> DATA RECORDS:
Segment Open

//! Board state.
//!
//! A fixed grid of cells addressed by 1-based `(x, y)` coordinates. Each cell
//! records whether it is occupied and by which player.

use serde::{Deserialize, Serialize};

/// Default board width.
pub const BOARD_WIDTH: usize = 16;

/// Default board height.
pub const BOARD_HEIGHT: usize = 16;

/// Number of spawn corners a board offers.
pub const MAX_SPAWNS: usize = 4;

/// Board position, 1-based on both axes.
#[derive(Debug, Clone, Copy, PartialEq, Eq, Hash, Serialize, Deserialize)]
pub struct Coordinate {
    pub x: usize,
    pub y: usize,
}

impl Coordinate {
    pub fn new(x: usize, y: usize) -> Self {
        Self { x, y }
    }

    /// Manhattan distance to another coordinate.
    pub fn distance_to(&self, other: &Coordinate) -> usize {
        self.x.abs_diff(other.x) + self.y.abs_diff(other.y)
    }
}

impl std::fmt::Display for Coordinate {
    fn fmt(&self, f: &mut std::fmt::Formatter<'_>) -> std::fmt::Result {
        write!(f, "({}, {})", self.x, self.y)
    }
}

/// A single board cell.
#[derive(Debug, Clone, PartialEq, Eq, Serialize)]
pub struct Cell {
    pub x: usize,
    pub y: usize,
    occupied: bool,
    owner: Option<String>,
}

impl Cell {
    fn new(x: usize, y: usize) -> Self {
        Self {
            x,
            y,
            occupied: false,
            owner: None,
        }
    }

    pub fn coordinate(&self) -> Coordinate {
        Coordinate::new(self.x, self.y)
    }

    pub fn is_occupied(&self) -> bool {
        self.occupied
    }

    pub fn owner(&self) -> Option<&str> {
        self.owner.as_deref()
    }

    fn set_owner(&mut self, owner: Option<String>) {
        self.occupied = owner.is_some();
        self.owner = owner;
    }
}

/// Board errors.
#[derive(Debug, Clone, PartialEq, Eq, thiserror::Error)]
pub enum BoardError {
    #[error("Coordinate {coordinate} is outside the {width}x{height} board")]
    OutOfBounds {
        coordinate: Coordinate,
        width: usize,
        height: usize,
    },
}

/// Grid of cells stored row-major.
#[derive(Debug, Clone, PartialEq, Eq, Serialize)]
pub struct Board {
    width: usize,
    height: usize,
    cells: Vec<Cell>,
}

impl Board {
    /// Generate an empty board.
    pub fn generate(width: usize, height: usize) -> Self {
        let cells = (1..=height)
            .flat_map(|y| (1..=width).map(move |x| Cell::new(x, y)))
            .collect();
        Self {
            width,
            height,
            cells,
        }
    }

    pub fn width(&self) -> usize {
        self.width
    }

    pub fn height(&self) -> usize {
        self.height
    }

    /// Check if a coordinate lies on the board.
    pub fn contains(&self, at: Coordinate) -> bool {
        (1..=self.width).contains(&at.x) && (1..=self.height).contains(&at.y)
    }

    fn index(&self, at: Coordinate) -> Result<usize, BoardError> {
        if !self.contains(at) {
            return Err(BoardError::OutOfBounds {
                coordinate: at,
                width: self.width,
                height: self.height,
            });
        }
        Ok((at.y - 1) * self.width + (at.x - 1))
    }

    /// Get the cell at a coordinate.
    pub fn cell_at(&self, at: Coordinate) -> Result<&Cell, BoardError> {
        let index = self.index(at)?;
        Ok(&self.cells[index])
    }

    /// Owner of the cell at a coordinate, if any.
    pub fn occupant(&self, at: Coordinate) -> Result<Option<&str>, BoardError> {
        Ok(self.cell_at(at)?.owner())
    }

    /// Set or clear the occupant of one cell. Adjacency is not checked here.
    pub fn set_occupant(
        &mut self,
        at: Coordinate,
        owner: Option<String>,
    ) -> Result<(), BoardError> {
        let index = self.index(at)?;
        self.cells[index].set_owner(owner);
        Ok(())
    }

    /// Clear every cell owned by a player. Returns how many were cleared.
    pub fn clear_owner(&mut self, player_id: &str) -> usize {
        let mut cleared = 0;
        for cell in self.cells.iter_mut().filter(|c| c.owner() == Some(player_id)) {
            cell.set_owner(None);
            cleared += 1;
        }
        cleared
    }

    /// Spawn corners for the first `player_count` players in join order.
    pub fn spawn_positions(&self, player_count: usize) -> Vec<Coordinate> {
        [
            Coordinate::new(1, 1),
            Coordinate::new(1, self.height),
            Coordinate::new(self.width, 1),
            Coordinate::new(self.width, self.height),
        ]
        .into_iter()
        .take(player_count.min(MAX_SPAWNS))
        .collect()
    }

    pub fn cells(&self) -> impl Iterator<Item = &Cell> {
        self.cells.iter()
    }

    pub fn occupied_cells(&self) -> impl Iterator<Item = &Cell> {
        self.cells.iter().filter(|c| c.is_occupied())
    }

    /// Check that every cell's occupied flag agrees with its owner.
    pub fn is_consistent(&self) -> bool {
        self.cells.iter().all(|c| c.occupied == c.owner.is_some())
    }

    /// Flat cell list for clients.
    pub fn to_json(&self) -> serde_json::Value {
        let cells: Vec<serde_json::Value> = self
            .cells
            .iter()
            .map(|c| {
                serde_json::json!({
                    "x": c.x,
                    "y": c.y,
                    "occupied": c.occupied,
                    "player": c.owner
                })
            })
            .collect();
        serde_json::Value::Array(cells)
    }
}

impl Default for Board {
    fn default() -> Self {
        Self::generate(BOARD_WIDTH, BOARD_HEIGHT)
    }
}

Segment Closed

> WHAT IS REQUIRED:
Only certain lines are wanted. Please return exactly those from the top of the data through the line with "Hash, Serialize, Deserialize)]".

> EXPECTED OUTPUT:
//! Board state.
//!
//! A fixed grid of cells addressed by 1-based `(x, y)` coordinates. Each cell
//! records whether it is occupied and by which player.

use serde::{Deserialize, Serialize};

/// Default board width.
pub const BOARD_WIDTH: usize = 16;

/// Default board height.
pub const BOARD_HEIGHT: usize = 16;

/// Number of spawn corners a board offers.
pub const MAX_SPAWNS: usize = 4;

/// Board position, 1-based on both axes.
#[derive(Debug, Clone, Copy, PartialEq, Eq, Hash, Serialize, Deserialize)]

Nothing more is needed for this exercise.